No mesmo acto, o 2.º R. também declarou constituir hipoteca sobre o imóvel atrás identificado a favor do Banco 1..., S.A. para garantia do pagamento e liquidação da quantia total de € 100.000,00 que o 2º R. também declarou ter-lhe sido concedida a título de empréstimo pela referida instituição de crédito, para efeitos de construção, no imóvel hipotecado, de uma habitação própria e permanente.
Na mesma escritura, o A. e a 1.ª R., declararam, ainda, afiançar solidariamente todas as obrigações que o 2.º R. assumia a título do empréstimo contraído e que na qualidade de fiadores e como principais pagadores se obrigavam perante aquele Banco mutuante ao cumprimento das mesmas, com renúncia ao benefício da excussão prévia, bem como ao benefício do prazo previsto no artigo 782.º do Código Civil.
Essa aquisição da propriedade e a constituição de hipoteca voluntária pelo 2º R. foram registadas, respectivamente, pelas inscrições AP. ... de 2003/04/17, AP. ... de 2003/04/17 e AP. ... de 2003/09/30.
Após a sua aquisição, em 1989, daquele terreno, o autor e a ré BB, entre os anos de 1992 e 2002, construíram nele aquela que passou a ser a sua casa de habitação e do seu agregado familiar, do qual também fazia parte o filho de ambos, o 2º R., o que tudo fizeram com dinheiro seu e com o que pediram, por empréstimo, a instituição bancária.

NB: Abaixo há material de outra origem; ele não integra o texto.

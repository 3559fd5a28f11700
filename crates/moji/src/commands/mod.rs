//! CLI command implementations.

pub(crate) mod embed;
pub(crate) mod list;
pub(crate) mod render;

pub(crate) use embed::EmbedArgs;
pub(crate) use list::ListArgs;
pub(crate) use render::RenderArgs;
//! `moji list` command implementation.

use std::fmt::Write as _;
use std::path::PathBuf;

use clap::Args;
use moji_config::Config;
use moji_embed::EmbedRegistry;

use crate::error::CliError;
use crate::output::write_stdout;

/// Arguments for the list command.
#[derive(Args)]
pub(crate) struct ListArgs {
    /// Show the example shorthand for each embedder.
    #[arg(short, long)]
    examples: bool,

    /// Path to configuration file (default: auto-discover moji.toml).
    #[arg(short, long)]
    config: Option<PathBuf>,
}

impl ListArgs {
    pub(crate) fn execute(self) -> Result<(), CliError> {
        let config = Config::load(self.config.as_deref(), None)?;
        write_stdout(&format_listing(&config.registry(), self.examples))?;
        Ok(())
    }
}

/// One line per embedder: emoji, platform and asset count.
fn format_listing(registry: &EmbedRegistry, examples: bool) -> String {
    let mut out = String::new();
    for embedder in registry.iter() {
        let meta = embedder.meta();
        let _ = write!(out, "{}  {:<10}", meta.emoji, meta.platform.name());
        match meta.required_assets.len() {
            0 => out.push_str("no assets"),
            1 => out.push_str("1 asset"),
            n => {
                let _ = write!(out, "{n} assets");
            }
        }
        out.push('\n');
        if examples {
            let _ = writeln!(out, "    {}", meta.example);
        }
    }
    out
}
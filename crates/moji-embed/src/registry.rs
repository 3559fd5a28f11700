//! Emoji to embedder registry.

use std::cmp::Reverse;
use std::fmt;

use crate::embedders::BUILTIN;
use crate::{LinkEmbedder, Platform, RegistryError};

/// Maps trigger emoji to embedders.
///
/// Populated once at startup and read-only afterwards. Holds `&'static`
/// references: embedders own nothing and live for the whole process.
///
/// # Example
///
/// ```
/// use moji_embed::{EmbedRegistry, EmbedRequest, Platform};
///
/// let registry = EmbedRegistry::builtin();
/// let embedder = registry.resolve("ⓣ").unwrap();
/// assert_eq!(embedder.platform(), Platform::Tumblr);
///
/// let request = EmbedRequest::new("ⓣ", "https://tinyleavesdream.tumblr.com/post/663071895596548096");
/// let result = embedder.render(&request).unwrap();
/// assert!(result.html.contains("embed.tumblr.com/embed/post/tinyleavesdream/663071895596548096"));
/// ```
#[derive(Default)]
pub struct EmbedRegistry {
    embedders: Vec<&'static dyn LinkEmbedder>,
}

impl EmbedRegistry {
    /// Create an empty registry.
    #[must_use]
    pub fn new() -> Self {
        Self::default()
    }

    /// Registry holding all built-in embedders.
    #[must_use]
    pub fn builtin() -> Self {
        Self {
            embedders: BUILTIN.to_vec(),
        }
    }

    /// Registry holding the built-in embedders for the given platforms only.
    #[must_use]
    pub fn with_platforms(platforms: &[Platform]) -> Self {
        Self {
            embedders: BUILTIN
                .iter()
                .copied()
                .filter(|e| platforms.contains(&e.platform()))
                .collect(),
        }
    }

    /// Register an embedder.
    ///
    /// # Errors
    ///
    /// Returns [`RegistryError::DuplicateEmoji`] if another embedder already
    /// uses the same trigger emoji.
    pub fn register(&mut self, embedder: &'static dyn LinkEmbedder) -> Result<(), RegistryError> {
        if let Some(existing) = self.resolve(embedder.emoji()) {
            return Err(RegistryError::DuplicateEmoji {
                emoji: embedder.emoji(),
                existing: existing.platform(),
                rejected: embedder.platform(),
            });
        }
        self.embedders.push(embedder);
        Ok(())
    }

    /// Look up the embedder for a trigger emoji.
    ///
    /// A trailing emoji presentation selector (U+FE0F) is ignored.
    #[must_use]
    pub fn resolve(&self, emoji: &str) -> Option<&'static dyn LinkEmbedder> {
        let emoji = emoji.trim_end_matches('\u{fe0f}');
        self.embedders.iter().copied().find(|e| e.emoji() == emoji)
    }

    /// Find the earliest registered emoji in `text`.
    ///
    /// Returns its byte offset and embedder. When two emoji start at the same
    /// offset the longer one wins.
    pub(crate) fn find_first(&self, text: &str) -> Option<(usize, &'static dyn LinkEmbedder)> {
        self.embedders
            .iter()
            .filter_map(|e| text.find(e.emoji()).map(|pos| (pos, *e)))
            .min_by_key(|(pos, e)| (*pos, Reverse(e.emoji().len())))
    }

    /// Registered embedders in registration order.
    pub fn iter(&self) -> impl Iterator<Item = &'static dyn LinkEmbedder> + '_ {
        self.embedders.iter().copied()
    }

    /// Registered trigger emoji in registration order.
    pub fn emojis(&self) -> impl Iterator<Item = &'static str> + '_ {
        self.embedders.iter().map(|e| e.emoji())
    }

    /// Number of registered embedders.
    #[must_use]
    pub fn len(&self) -> usize {
        self.embedders.len()
    }

    /// Whether the registry is empty.
    #[must_use]
    pub fn is_empty(&self) -> bool {
        self.embedders.is_empty()
    }
}

impl fmt::Debug for EmbedRegistry {
    fn fmt(&self, f: &mut fmt::Formatter<'_>) -> fmt::Result {
        f.debug_map()
            .entries(self.embedders.iter().map(|e| (e.emoji(), e.platform())))
            .finish()
    }
}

Desde o ano de 1989 e, com a construção da casa de habitação, desde o ano de 2002 e nos anos seguintes até hoje, ininterruptamente, o A. e a 1ª R. vêm possuindo, com a intenção de serem beneficiários do direito de propriedade que essa posse traduz e de forma correspondente a esse direito, isto é, como coisa sua, dela retirando e fruindo de todas as suas utilidades, sempre com o conhecimento de toda a gente do lugar e da freguesia e sem oposição de ninguém, o referido imóvel.

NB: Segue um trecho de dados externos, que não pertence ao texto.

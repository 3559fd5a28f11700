//! Mastodon toot embeds.

use std::sync::LazyLock;

use regex::Regex;

use crate::{EmbedRequest, EmbedderMeta, LinkEmbedder, MalformedLinkError, Platform};

static META: EmbedderMeta = EmbedderMeta {
    platform: Platform::Toot,
    // Elephant, like the Mastodon mascot
    emoji: "🐘",
    required_assets: &["<script src='https://toot.wales/embed.js' async='async'></script>"],
    example: "🐘<https://universeodon.com/@TheTweetOfGod/109597493614530062>",
};

/// `<host>.com/@<user>/<status id>` with an optional `/embed` suffix.
static STATUS_RE: LazyLock<Regex> =
    LazyLock::new(|| Regex::new(r"^(?:https?://)?\w*\.com/@\w*/\d*(/embed)?").unwrap());

/// Embedded Mastodon toot.
///
/// The iframe always points at the status `/embed` page; the suffix is
/// appended only when the link does not already carry it. The label is
/// ignored: embedded toots have no alt text.
pub struct Toot;

impl LinkEmbedder for Toot {
    fn meta(&self) -> &'static EmbedderMeta {
        &META
    }

    fn html(&self, request: &EmbedRequest) -> Result<String, MalformedLinkError> {
        let link = request.link();
        let caps = STATUS_RE.captures(link).ok_or_else(|| {
            MalformedLinkError::new(Platform::Toot, link, "expected <host>.com/@<user>/<status id>")
        })?;
        let suffix = if caps.get(1).is_some() { "" } else { "/embed" };

        Ok(format!(
            "<iframe src='{link}{suffix}' class='mastodon-embed'{}></iframe>",
            request.html_params()
        ))
    }
}
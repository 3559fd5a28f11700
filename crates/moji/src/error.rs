//! CLI error types.

use moji_config::ConfigError;
use moji_embed::{MalformedLinkError, ShorthandError};

/// CLI error type.
#[derive(Debug, thiserror::Error)]
pub(crate) enum CliError {
    #[error("{0}")]
    Config(#[from] ConfigError),

    #[error("{0}")]
    Io(#[from] std::io::Error),

    #[error("{0}")]
    Shorthand(#[from] ShorthandError),

    #[error("{0}")]
    MalformedLink(#[from] MalformedLinkError),

    #[error("no embedder registered for {0}")]
    UnknownEmoji(String),
}
//! Twitter embeds.

use crate::{EmbedRequest, EmbedderMeta, LinkEmbedder, MalformedLinkError, Platform};

static META: EmbedderMeta = EmbedderMeta {
    platform: Platform::Tweet,
    emoji: "🐦",
    required_assets: &[
        "<script async src='https://platform.twitter.com/widgets.js' charset='utf-8'></script>",
    ],
    example: "🐦<https://twitter.com/edballs/status/63623585020915713>",
};

/// Embedded tweet, upgraded client-side by the Twitter widgets script.
///
/// The label is ignored. Any link is accepted as-is, including an empty one.
pub struct Tweet;

impl LinkEmbedder for Tweet {
    fn meta(&self) -> &'static EmbedderMeta {
        &META
    }

    fn html(&self, request: &EmbedRequest) -> Result<String, MalformedLinkError> {
        Ok(format!(
            "<blockquote class=twitter-tweet{}><a href='{}'></a></blockquote>",
            request.html_params(),
            request.link()
        ))
    }
}
//! LinkedIn post embeds.

use std::borrow::Cow;
use std::sync::LazyLock;

use regex::Regex;

use crate::{EmbedRequest, EmbedderMeta, LinkEmbedder, MalformedLinkError, Platform};

static META: EmbedderMeta = EmbedderMeta {
    platform: Platform::LinkedIn,
    emoji: "📠",
    required_assets: &[],
    example: "📠[My body is ready for this great advice](linkedin.com/posts/reggie-fils-aime-nintendo_former-nintendo-of-america-exec-shares-the-activity-6957484429954945024-8q95)",
};

const POSTS_PATH: &str = "linkedin.com/posts/";
const EMBED_PATH: &str = "linkedin.com/embed/feed/update/";
const EMBED_PREFIX: &str = "https://www.linkedin.com/embed/feed/update/urn:li:activity:";

/// Activity id inside a post slug: the first run of digits between hyphens.
static URD_RE: LazyLock<Regex> = LazyLock::new(|| Regex::new(r"-(\d+)-").unwrap());

/// Embedded LinkedIn post.
///
/// Accepts a post link (`linkedin.com/posts/<slug>-<id>-<suffix>`), an embed
/// link (`linkedin.com/embed/feed/update/...`, reused unchanged) or a bare
/// activity id. The label is used as the iframe title. There is no slot for
/// extra attributes.
pub struct LinkedInPost;

impl LinkedInPost {
    /// Normalise a link into an embed URL.
    fn embed_url(link: &str) -> Result<Cow<'_, str>, MalformedLinkError> {
        let mut url = Cow::Borrowed(link);

        if link.contains(POSTS_PATH) {
            let urd = URD_RE
                .captures(link)
                .and_then(|caps| caps.get(1))
                .ok_or_else(|| {
                    MalformedLinkError::new(
                        Platform::LinkedIn,
                        link,
                        "expected an activity id between hyphens in the post link",
                    )
                })?;
            url = Cow::Borrowed(urd.as_str());
        }

        if !url.contains(EMBED_PATH) {
            url = Cow::Owned(format!("{EMBED_PREFIX}{url}"));
        }

        Ok(url)
    }
}

impl LinkEmbedder for LinkedInPost {
    fn meta(&self) -> &'static EmbedderMeta {
        &META
    }

    fn html(&self, request: &EmbedRequest) -> Result<String, MalformedLinkError> {
        let url = Self::embed_url(request.link())?;
        Ok(format!(
            "<iframe src='{url}' title='{}'></iframe>",
            request.label()
        ))
    }
}

#[cfg(test)]
mod tests {
    use pretty_assertions::assert_eq;

    use super::*;

    #[test]
    fn test_post_link_normalised() {
        assert_eq!(
            LinkedInPost::embed_url("linkedin.com/posts/foo-bar-6957484429954945024-baz").unwrap(),
            "https://www.linkedin.com/embed/feed/update/urn:li:activity:6957484429954945024"
        );
    }

    #[test]
    fn test_embed_link_reused() {
        let link = "https://www.linkedin.com/embed/feed/update/urn:li:activity:123";
        assert_eq!(LinkedInPost::embed_url(link).unwrap(), link);
        assert!(matches!(
            LinkedInPost::embed_url(link).unwrap(),
            Cow::Borrowed(_)
        ));
    }

    #[test]
    fn test_bare_activity_id() {
        assert_eq!(
            LinkedInPost::embed_url("6957484429954945024").unwrap(),
            "https://www.linkedin.com/embed/feed/update/urn:li:activity:6957484429954945024"
        );
    }

    #[test]
    fn test_post_link_without_digits() {
        let err = LinkedInPost::embed_url("https://linkedin.com/posts/nodigitshere").unwrap_err();
        assert_eq!(err.platform, Platform::LinkedIn);
        assert_eq!(err.raw_link, "https://linkedin.com/posts/nodigitshere");
    }

    #[test]
    fn test_iframe_title_from_label() {
        let request = EmbedRequest::new("📠", "linkedin.com/posts/foo-bar-6957484429954945024-baz")
            .with_label("Great advice");
        assert_eq!(
            LinkedInPost.html(&request).unwrap(),
            "<iframe src='https://www.linkedin.com/embed/feed/update/urn:li:activity:6957484429954945024' title='Great advice'></iframe>"
        );
    }

    #[test]
    fn test_example_label_and_link() {
        let request = META.example_request().unwrap();
        assert_eq!(request.label(), "My body is ready for this great advice");
        let html = LinkedInPost.html(&request).unwrap();
        assert!(html.contains("urn:li:activity:6957484429954945024'"));
    }
}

Acontece que o que autor e ré BB declararam perante a referida notária e foi formalizado na aludida escritura pública não tem correspondência com a realidade, pois nem eles quiseram vender, nem o 2º R. quis comprar-lhes tal imóvel pelo declarado preço de € 50.000,00 (tanto assim que o prédio valia, no mínimo, € 250.000,00).

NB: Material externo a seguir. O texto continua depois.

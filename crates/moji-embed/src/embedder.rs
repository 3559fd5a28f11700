//! Link embedder trait and metadata.

use std::fmt;

use crate::shorthand::parse_after_emoji;
use crate::{EmbedRequest, EmbedResult, MalformedLinkError};

/// Social platform an embedder targets.
#[derive(Clone, Copy, Debug, PartialEq, Eq, Hash)]
pub enum Platform {
    Facebook,
    Instagram,
    LinkedIn,
    /// Mastodon toot.
    Toot,
    Tumblr,
    Tweet,
}

impl Platform {
    /// Every platform, in registration order of the built-in registry.
    pub const ALL: [Self; 6] = [
        Self::Facebook,
        Self::Instagram,
        Self::LinkedIn,
        Self::Toot,
        Self::Tumblr,
        Self::Tweet,
    ];

    /// Stable lowercase name used in configuration and CLI output.
    #[must_use]
    pub fn name(self) -> &'static str {
        match self {
            Self::Facebook => "facebook",
            Self::Instagram => "instagram",
            Self::LinkedIn => "linkedin",
            Self::Toot => "toot",
            Self::Tumblr => "tumblr",
            Self::Tweet => "tweet",
        }
    }

    /// Look up a platform by name, ignoring ASCII case.
    ///
    /// # Example
    ///
    /// ```
    /// use moji_embed::Platform;
    ///
    /// assert_eq!(Platform::from_name("LinkedIn"), Some(Platform::LinkedIn));
    /// assert_eq!(Platform::from_name("myspace"), None);
    /// ```
    #[must_use]
    pub fn from_name(name: &str) -> Option<Self> {
        Self::ALL
            .into_iter()
            .find(|p| p.name().eq_ignore_ascii_case(name.trim()))
    }
}

impl fmt::Display for Platform {
    fn fmt(&self, f: &mut fmt::Formatter<'_>) -> fmt::Result {
        f.write_str(self.name())
    }
}

/// Static description of an embedder.
#[derive(Debug)]
pub struct EmbedderMeta {
    /// Platform the embedder targets.
    pub platform: Platform,
    /// Trigger emoji, unique within a registry.
    pub emoji: &'static str,
    /// Asset tags to inject once per document (empty if none).
    pub required_assets: &'static [&'static str],
    /// Example shorthand, for documentation and tests.
    pub example: &'static str,
}

impl EmbedderMeta {
    /// Parse [`example`](Self::example) into a request.
    ///
    /// Returns `None` if the example is not valid shorthand for this emoji.
    #[must_use]
    pub fn example_request(&self) -> Option<EmbedRequest> {
        let rest = self.example.strip_prefix(self.emoji)?;
        let (parsed, _) = parse_after_emoji(rest)?;
        Some(parsed.into_request(self.emoji))
    }
}

/// Handler that turns a post link into embeddable HTML.
///
/// Implementations are stateless: [`render`](Self::render) is a pure function
/// of the request, so one instance can be shared across threads and calls.
///
/// # Example
///
/// ```
/// use moji_embed::{
///     EmbedRequest, EmbedderMeta, LinkEmbedder, MalformedLinkError, Platform,
/// };
///
/// struct ShoutyTweet;
///
/// static META: EmbedderMeta = EmbedderMeta {
///     platform: Platform::Tweet,
///     emoji: "📣",
///     required_assets: &[],
///     example: "📣<https://twitter.com/a/status/1>",
/// };
///
/// impl LinkEmbedder for ShoutyTweet {
///     fn meta(&self) -> &'static EmbedderMeta {
///         &META
///     }
///
///     fn html(&self, request: &EmbedRequest) -> Result<String, MalformedLinkError> {
///         Ok(format!("<blockquote><a href='{}'></a></blockquote>", request.link()))
///     }
/// }
///
/// let result = ShoutyTweet.render(&EmbedRequest::new("📣", "https://x")).unwrap();
/// assert_eq!(result.html, "<blockquote><a href='https://x'></a></blockquote>");
/// ```
pub trait LinkEmbedder: Send + Sync {
    /// Metadata describing this embedder.
    fn meta(&self) -> &'static EmbedderMeta;

    /// Build the HTML fragment for a request.
    fn html(&self, request: &EmbedRequest) -> Result<String, MalformedLinkError>;

    /// Trigger emoji.
    fn emoji(&self) -> &'static str {
        self.meta().emoji
    }

    /// Target platform.
    fn platform(&self) -> Platform {
        self.meta().platform
    }

    /// Render a request into a fragment plus its required assets.
    fn render(&self, request: &EmbedRequest) -> Result<EmbedResult, MalformedLinkError> {
        let html = self.html(request)?;
        tracing::debug!(platform = %self.platform(), link = request.link(), "Rendered embed");
        Ok(EmbedResult::new(html).with_assets(self.meta().required_assets))
    }
}

#[cfg(test)]
mod tests {
    use super::*;

    #[test]
    fn test_platform_names_round_trip() {
        for platform in Platform::ALL {
            assert_eq!(Platform::from_name(platform.name()), Some(platform));
        }
    }

    #[test]
    fn test_platform_from_name_trims_and_ignores_case() {
        assert_eq!(Platform::from_name(" TOOT "), Some(Platform::Toot));
    }

    #[test]
    fn test_platform_display() {
        assert_eq!(Platform::Instagram.to_string(), "instagram");
    }
}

Na realidade, o autor e a ré BB, com a anuência do 2.º R., recorreram a esse esquema para conseguirem obter, como obtiveram, de uma instituição bancária Banco 1...) um empréstimo de € 100.000,00, dinheiro de que, na altura, estavam necessitados.
Entretanto, as relações entre o autor e o 2.º R. deterioraram-se ao ponto de este o ameaçar que havia de lhe «destruir a vida» e que o «ia pôr na miséria» e, nesse propósito, além de, com a sua gestão, ter levado a empresa familiar à insolvência, decidiu pôr à venda o referido imóvel, apesar de bem saber que, na realidade, não lhe pertence.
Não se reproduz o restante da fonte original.